Cruise into 2019 with Intermittent Fasting

Happy New Year!

Welcome to the first podcast of 2019! We can not believe it is already a new year! And what comes alongside a new year? A new resolution! However, what we have for you today is not just the same old “lost weight” resolution…This is a new way of LIFE! Intermittent fasting is the topic for today; and what better than to have the connoisseur of it all in the studio with us!? Jorge Cruise, New York Times best-selling author and celebrity trainer joins us today to discuss and walk us through the benefits of the hottest eating plan on the market!

Jorge Cruise

He is the leading fitness trainer in the world and a renowned weight loss coach who is committed to helping people live their healthiest life. He has become the number one best-selling author of all time with over 30 books in 16 different languages. Jorge has more than 8 million books in print.

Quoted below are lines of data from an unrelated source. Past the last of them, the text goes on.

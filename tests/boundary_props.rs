// Property tests for chunk boundaries
// Tests cover: every short substring survives whole, primaries tile the input

use std::io::Cursor;

use chunkfeed::{ChunkConfig, Chunker};
use proptest::prelude::*;

fn config() -> impl Strategy<Value = ChunkConfig> {
    (1usize..64, 1usize..32).prop_map(|(read, peek)| ChunkConfig::new(read, peek).unwrap())
}

proptest! {
    #[test]
    fn short_substrings_never_split(
        data in proptest::collection::vec(any::<u8>(), 0..600),
        config in config(),
        start in any::<prop::sample::Index>(),
        len in 1usize..32,
    ) {
        prop_assume!(!data.is_empty());
        let len = len.min(config.peek_size()).min(data.len());
        let start = start.index(data.len() - len + 1);
        let needle = &data[start..start + len];

        let segments = Chunker::new(config).chunk_bytes(data.clone());
        // Located by offset, not by content, so repeated bytes cannot pass
        // the check by accident.
        let covered = segments.iter().any(|s| {
            s.offset as usize <= start && start + len <= s.offset as usize + s.len()
        });
        prop_assert!(covered);

        let holder = segments
            .iter()
            .find(|s| s.offset as usize <= start && start + len <= s.offset as usize + s.len())
            .unwrap();
        let local = start - holder.offset as usize;
        prop_assert_eq!(&holder.data[local..local + len], needle);
    }

    #[test]
    fn primaries_tile_input(
        data in proptest::collection::vec(any::<u8>(), 0..2000),
        config in config(),
    ) {
        let segments = Chunker::new(config).chunk_bytes(data.clone());

        let mut rebuilt = Vec::with_capacity(data.len());
        let mut offset = 0u64;
        for segment in &segments {
            prop_assert_eq!(segment.offset, offset);
            prop_assert!(segment.len() <= config.max_chunk_len());
            rebuilt.extend_from_slice(&segment.primary());
            offset = segment.end();
        }
        prop_assert_eq!(rebuilt, data);
    }

    #[test]
    fn reader_matches_bytes(
        data in proptest::collection::vec(any::<u8>(), 0..1500),
        config in config(),
    ) {
        let chunker = Chunker::new(config);
        let streamed = chunker
            .chunk(Cursor::new(data.clone()))
            .collect::<Result<Vec<_>, _>>()
            .unwrap();
        prop_assert_eq!(streamed, chunker.chunk_bytes(data));
    }
}
//! Async chunking example.
//!
//! Run with:
//!     cargo run --example async_segments --features async-io -- /path/to/file

use std::env;

use futures_util::StreamExt;
use tokio_util::compat::TokioAsyncReadCompatExt;

use chunkfeed::{ChunkConfig, segments_async};

#[tokio::main]
async fn main() -> Result<(), Box<dyn std::error::Error>> {
    let path = env::args()
        .nth(1)
        .unwrap_or_else(|| "Cargo.toml".to_string());

    println!("Chunking file: {}\n", path);

    let file = tokio::fs::File::open(&path).await?;
    let config = ChunkConfig::new(4 * 1024, 512)?;
    let mut stream = segments_async(file.compat(), config);

    let mut total = 0usize;
    while let Some(segment) = stream.next().await {
        let segment = segment?;
        total += 1;
        println!(
            "Segment {}: offset={:>10}, len={:>6}, overlap={:>4}",
            total,
            segment.offset,
            segment.len(),
            segment.overlap().len()
        );
    }

    println!("\nTotal: {} segments", total);
    Ok(())
}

He gives all of his credit to Oprah who’s show she was on in 1998… Listen in to hear about his experience on the show! A great story you don’t want to miss!

His diet and work out plans have transformed the lives of people world-wide including celebrities such as Angelina Jolie, Jennifer Lopez, Khloe Kardashian, Miley Cyrus, 50 Cent, and more!

This has been his passion now for over 25 years. He started this journey because he was overweight as a child. He used food as a coping mechanism for struggles he faced. He was a catholic gay boy, who at the time did not know he was gay. He says he lost his self-worth during these times, but finally rebuild. This today will be the podcast for anyone out there who is struggling out there. This will change your life.

Cruise Control Plan

It is not all about weight loss. This is also about getting rid of the risk of diabetes, heart disease, and cancer. Intermittent fasting is scientifically proven to extend your life span. A lot of people hear the word fasting and they lose their mind… Cruise Control teaches ways to cheat the fast with healthy fats so that you never feel hungry but yet always satisfied, giving you the will power to be able to hang out till it is time for lunch. Then comes dinner, and after that in the late hours of the night and the morning is where the self-control takes place.

Healthy Fats

We mentioned fat above, and I’m sure some of you have started to run for the hills hearing that word, but let’s reverse for a second and plant a seed of knowledge about what fats are good and which ones you should steer clear of… Corn oil, soy bean oils and canola oil are inflammatory. They are disease-causing and they age that. We have to distinguish between those fats, and the ones that are actually good for us. We need to use cutting edge healthy fats such as coconut oil, avocado oil, and even grass-fed butters. These fats turn off that hunger switch. And if you’re not hungry you are not going to eat. You’re going to be able to enjoy life, and be able to get up and work out in the morning. When working out while fasting your body is able to burn stored visceral fats. It is a process called autophagy, which is basically your body’s way of house cleaning.

The Dreaded Scale

Now we know stepping on the scale is almost like a chore. You don’t want to see the number that pops up incase it is even just a pound more than you were hoping. Feeling the need to weigh yourself every day is an “in your head” task. However Jorge says that you need to start moving forward in your progress with your heart. Weighing in everyday can become routine, but reroute and cut back to once a week. Suggested is a weekly Monday weigh in as soon as you wake up in the morning. At the end of the day the number on the scale isn’t as important as the way you feel inside. That comes first.

Cheating the Fast

We know a cheat day always comes into play sometime during any diet, but now we don’t even have to worry about that since we found a new loophole! Cheating the fast is the new cheat day. As long as the food you intake outside of that 8 hour window doesn’t raise your insulin levels, the fast is not broken. There are three important macros; fats, carbohydrates and proteins. Now your first guess of what you can eat outside of the fasting hours and get away with it might be the protein, however it is the fats! (Healthy ones of course!) Fat does not raise your insulin levels giving you a little longer to indulge in a late night snack with the chocolate mousse recipe in Jorge’s book The Cruise Control Diet!

If you act fast and head over to and Pre order his 37th book, you will receive 8 week of FREE coaching, which is a 1200 dollar value!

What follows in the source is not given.